Çakır’ın iyi niyetli bir hakem olmadığını çok net bir şekilde anlayabilirsiniz…
Buna rağmen dakikalar ilerledikçe derbi maç bana Beşiktaş – Bucaspor karşılaşması izlenimi verdi…
Golle beraber gidişat skor anlamında da o yöne doğru gidiyordu ki, bir köşe vuruşu sonrası Ferrari’nin akıl almaz dirseği tüm gecenin içine etti…
Ferrari’nin hareketi kırmızı karttır ve bedeli yani diyeti ağır bir şekilde ödetilmelidir…
Gelelim olayın aksiyon tarafına, tartışmasız bir Lugano faulü var, avantaj kuralı nedir bilmeyen ve tüm Beşiktaş ataklarına düdüğüyle kan doğrayan Çakır, bu kez Lugano’nun faulünde düdük çalmadı…

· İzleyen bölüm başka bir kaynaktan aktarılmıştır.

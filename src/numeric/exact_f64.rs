// SPDX-License-Identifier: MIT
//
// Copyright (c) 2025 Alexandre Severino
//
// Permission is hereby granted, free of charge, to any person obtaining a copy
// of this software and associated documentation files (the "Software"), to deal
// in the Software without restriction, including without limitation the rights
// to use, copy, modify, merge, publish, distribute, sublicense, and/or sell
// copies of the Software, and to permit persons to whom the Software is
// furnished to do so, subject to the following conditions:
//
// The above copyright notice and this permission notice shall be included in
// all copies or substantial portions of the Software.
//
// THE SOFTWARE IS PROVIDED "AS IS", WITHOUT WARRANTY OF ANY KIND, EXPRESS OR
// IMPLIED, INCLUDING BUT NOT LIMITED TO THE WARRANTIES OF MERCHANTABILITY,
// FITNESS FOR A PARTICULAR PURPOSE AND NONINFRINGEMENT. IN NO EVENT SHALL THE
// AUTHORS OR COPYRIGHT HOLDERS BE LIABLE FOR ANY CLAIM, DAMAGES OR OTHER
// LIABILITY, WHETHER IN AN ACTION OF CONTRACT, TORT OR OTHERWISE, ARISING FROM,
// OUT OF OR IN CONNECTION WITH THE SOFTWARE OR THE USE OR OTHER DEALINGS IN THE
// SOFTWARE.

use num_traits::ToPrimitive;

use crate::numeric::{exact_rational::ExactRational, scalar::Scalar};

use std::{
    cmp::Ordering,
    hash::{Hash, Hasher},
};

/// `f64` coordinate compared bit for bit.
///
/// `-0.0` is folded into `0.0` on construction, after that two values are
/// equal iff their bit patterns are.
#[derive(Clone, Copy, Debug)]
pub struct ExactF64(f64);

impl ExactF64 {
    #[inline(always)]
    pub fn new(value: f64) -> Self {
        if value == 0.0 { ExactF64(0.0) } else { ExactF64(value) }
    }
}

impl Scalar for ExactF64 {
    fn from_num_den(num: i32, den: i32) -> Self {
        ExactF64::new(num as f64 / den as f64)
    }
}

impl From<i32> for ExactF64 {
    fn from(value: i32) -> Self {
        ExactF64::new(value as f64)
    }
}

impl From<f64> for ExactF64 {
    fn from(value: f64) -> Self {
        ExactF64::new(value)
    }
}

impl From<ExactF64> for f64 {
    fn from(value: ExactF64) -> Self {
        value.0
    }
}

impl From<ExactRational> for ExactF64 {
    fn from(value: ExactRational) -> Self {
        ExactF64::new(value.0.to_f64())
    }
}

impl PartialEq for ExactF64 {
    fn eq(&self, other: &ExactF64) -> bool {
        self.0.to_bits() == other.0.to_bits()
    }
}

impl Eq for ExactF64 {}

impl PartialOrd for ExactF64 {
    fn partial_cmp(&self, other: &ExactF64) -> Option<Ordering> {
        Some(self.cmp(other))
    }
}

impl Ord for ExactF64 {
    #[inline(always)]
    fn cmp(&self, other: &ExactF64) -> Ordering {
        // total_cmp is consistent with bitwise equality
        self.0.total_cmp(&other.0)
    }
}

impl Hash for ExactF64 {
    fn hash<H: Hasher>(&self, state: &mut H) {
        self.0.to_bits().hash(state);
    }
}

impl ToPrimitive for ExactF64 {
    fn to_i64(&self) -> Option<i64> {
        Some(self.0 as i64)
    }
    fn to_u64(&self) -> Option<u64> {
        Some(self.0 as u64)
    }
    fn to_f32(&self) -> Option<f32> {
        Some(self.0 as f32)
    }
    fn to_f64(&self) -> Option<f64> {
        Some(self.0)
    }
}
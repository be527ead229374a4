// SPDX-License-Identifier: MIT
//
// Copyright (c) 2025 Alexandre Severino
//
// Permission is hereby granted, free of charge, to any person obtaining a copy
// of this software and associated documentation files (the "Software"), to deal
// in the Software without restriction, including without limitation the rights
// to use, copy, modify, merge, publish, distribute, sublicense, and/or sell
// copies of the Software, and to permit persons to whom the Software is
// furnished to do so, subject to the following conditions:
//
// The above copyright notice and this permission notice shall be included in
// all copies or substantial portions of the Software.
//
// THE SOFTWARE IS PROVIDED "AS IS", WITHOUT WARRANTY OF ANY KIND, EXPRESS OR
// IMPLIED, INCLUDING BUT NOT LIMITED TO THE WARRANTIES OF MERCHANTABILITY,
// FITNESS FOR A PARTICULAR PURPOSE AND NONINFRINGEMENT. IN NO EVENT SHALL THE
// AUTHORS OR COPYRIGHT HOLDERS BE LIABLE FOR ANY CLAIM, DAMAGES OR OTHER
// LIABILITY, WHETHER IN AN ACTION OF CONTRACT, TORT OR OTHERWISE, ARISING FROM,
// OUT OF OR IN CONNECTION WITH THE SOFTWARE OR THE USE OR OTHER DEALINGS IN THE
// SOFTWARE.

use crate::{
    impl_mesh,
    mesh_processing::stitch::{HalfEdgePair, union_find::VertexUnionFind},
};

impl_mesh! {
    /// Retargets every half-edge of the fan ending where `h` ends.
    fn update_target_vertex(&mut self, h: usize, v_kept: usize) {
        let start = h;
        let mut h = h;
        let mut steps = 0usize;
        loop {
            self.set_target(h, v_kept);
            h = self.opposite(self.next(h));
            if h == start {
                break;
            }
            steps += 1;
            if steps > self.half_edges.len() {
                log::warn!("update_target_vertex: open fan around half-edge {}", start);
                break;
            }
        }
    }

    /// Applies pairs that already went through the manifold filter.
    ///
    /// For each pair `(h1, h2)`, `h2` and its twin are removed and `h1`
    /// becomes the interior half-edge of the face that bordered `h2`.
    /// Feeding unfiltered pairs corrupts the mesh.
    pub(crate) fn run_stitch_borders(&mut self, pairs: &[HalfEdgePair], uf: &mut VertexUnionFind) {
        // Edge-map keys of every half-edge whose endpoints may move
        let mut touched = Vec::new();
        for &v in uf.vertices() {
            for h in self.halfedges_around_target(v) {
                touched.push(h);
                touched.push(self.opposite(h));
            }
        }
        for &h in &touched {
            self.drop_edge_key(h);
        }

        let mut vertices_to_delete = Vec::new();
        for pair in pairs {
            let (h1, h2) = (pair.first, pair.second);

            // target of h1 vs source of h2
            let h1_tgt = self.target(h1);
            let h2_src = self.source(h2);
            let v_to_keep = uf.find(h1_tgt);
            if v_to_keep != h1_tgt {
                vertices_to_delete.push(h1_tgt);
                self.update_target_vertex(h1, v_to_keep);
            }
            if v_to_keep != h2_src && h1_tgt != h2_src {
                vertices_to_delete.push(h2_src);
                self.update_target_vertex(self.opposite(h2), v_to_keep);
            }
            self.set_vertex_half_edge(v_to_keep, self.opposite(h1));

            // source of h1 vs target of h2
            let h1_src = self.source(h1);
            let h2_tgt = self.target(h2);
            let v_to_keep = uf.find(h2_tgt);
            if v_to_keep != h2_tgt {
                vertices_to_delete.push(h2_tgt);
                self.update_target_vertex(h2, v_to_keep);
            }
            if v_to_keep != h1_src && h1_src != h2_tgt {
                vertices_to_delete.push(h1_src);
                self.update_target_vertex(self.opposite(h1), v_to_keep);
            }
            self.set_vertex_half_edge(v_to_keep, h1);
        }

        // Flanking half-edges bypass the seam. Some of these links are
        // overwritten below; that is cheaper than tracking which ones.
        for pair in pairs {
            let (h1, h2) = (pair.first, pair.second);
            self.set_next(self.prev(h2), self.next(h1));
            self.set_next(self.prev(h1), self.next(h2));
        }

        for pair in pairs {
            let (h1, h2) = (pair.first, pair.second);
            let h2_opp = self.opposite(h2);

            let f = self.face(h2_opp);
            self.set_face(h1, f);
            if let Some(f) = f {
                self.set_face_half_edge(f, h1);
            }
            self.set_next(self.prev(h2_opp), h1);
            self.set_next(h1, self.next(h2_opp));

            self.remove_edge(h2);
        }

        let mut deleted = 0usize;
        for v in vertices_to_delete {
            if !self.vertices[v].removed {
                self.remove_vertex(v);
                deleted += 1;
            }
        }

        for h in touched {
            if !self.half_edges[h].removed {
                self.insert_edge_key(h);
            }
        }

        log::debug!("surgery: {} pairs stitched, {} vertices deleted", pairs.len(), deleted);
    }
}
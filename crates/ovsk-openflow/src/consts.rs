//! OpenFlow 1.3 protocol constants (openflow.h)

pub const OFP_VERSION: u8 = 0x04;
pub const OFP_HEADER_LEN: usize = 8;
pub const OFP_TCP_PORT: u16 = 6653;

// ============================================================================
// Message Types
// ============================================================================
pub const OFPT_HELLO: u8 = 0;
pub const OFPT_ERROR: u8 = 1;
pub const OFPT_ECHO_REQUEST: u8 = 2;
pub const OFPT_ECHO_REPLY: u8 = 3;
pub const OFPT_FEATURES_REQUEST: u8 = 5;
pub const OFPT_FEATURES_REPLY: u8 = 6;
pub const OFPT_PACKET_IN: u8 = 10;
pub const OFPT_FLOW_REMOVED: u8 = 11;
pub const OFPT_PORT_STATUS: u8 = 12;
pub const OFPT_FLOW_MOD: u8 = 14;
pub const OFPT_MULTIPART_REPLY: u8 = 19;

// ============================================================================
// Flow Mod
// ============================================================================
pub const OFPFC_ADD: u8 = 0;
pub const OFPFC_DELETE_STRICT: u8 = 4;

pub const OFPFF_SEND_FLOW_REM: u16 = 1 << 0;

pub const OFP_NO_BUFFER: u32 = 0xffff_ffff;
pub const OFPG_ANY: u32 = 0xffff_ffff;

/// Fixed part of the flow-mod body, after the header
pub const OFP_FLOW_MOD_FIXED_LEN: usize = 40;

// ============================================================================
// Reserved Ports
// ============================================================================
pub const OFPP_NORMAL: u32 = 0xffff_fffa;
pub const OFPP_CONTROLLER: u32 = 0xffff_fffd;
pub const OFPP_ANY: u32 = 0xffff_ffff;

/// Send the whole packet to the controller
pub const OFPCML_NO_BUFFER: u16 = 0xffff;

// ============================================================================
// Match (OXM)
// ============================================================================
pub const OFPMT_OXM: u16 = 1;
pub const OFPXMC_OPENFLOW_BASIC: u16 = 0x8000;

pub const OFPXMT_IN_PORT: u8 = 0;
pub const OFPXMT_ETH_DST: u8 = 3;
pub const OFPXMT_ETH_SRC: u8 = 4;
pub const OFPXMT_ETH_TYPE: u8 = 5;
pub const OFPXMT_IP_PROTO: u8 = 10;
pub const OFPXMT_IPV4_SRC: u8 = 11;
pub const OFPXMT_IPV4_DST: u8 = 12;
pub const OFPXMT_TCP_SRC: u8 = 13;
pub const OFPXMT_TCP_DST: u8 = 14;
pub const OFPXMT_UDP_SRC: u8 = 15;
pub const OFPXMT_UDP_DST: u8 = 16;

// ============================================================================
// Instructions and Actions
// ============================================================================
pub const OFPIT_GOTO_TABLE: u16 = 1;
pub const OFPIT_APPLY_ACTIONS: u16 = 4;

pub const OFPAT_OUTPUT: u16 = 0;
pub const OFPAT_SET_FIELD: u16 = 25;

// ============================================================================
// Ethernet / IP
// ============================================================================
pub const ETH_TYPE_IPV4: u16 = 0x0800;
pub const ETH_TYPE_ARP: u16 = 0x0806;
pub const IP_PROTO_TCP: u8 = 6;
pub const IP_PROTO_UDP: u8 = 17;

Lugano’nun dirseği Ferrari’nin boynuna sert bir şekilde geldiğinde zaten o top yere düşmeden düdüğün çalınması gerekiyordu…
Niyetini belli eden bir hakem olduğu için aksiyonu takip etti ve faulden sonra gelişen harekete kırmızı kartını çıkardı…
Bu Ferrari’nin yaptığı hareketi hafifletmez düpedüz ihanet etmiştir, ancak ne olursa olsun niyeti belli olan bir hakemin bu tavrını da gözden kaçırmamak gerekiyor…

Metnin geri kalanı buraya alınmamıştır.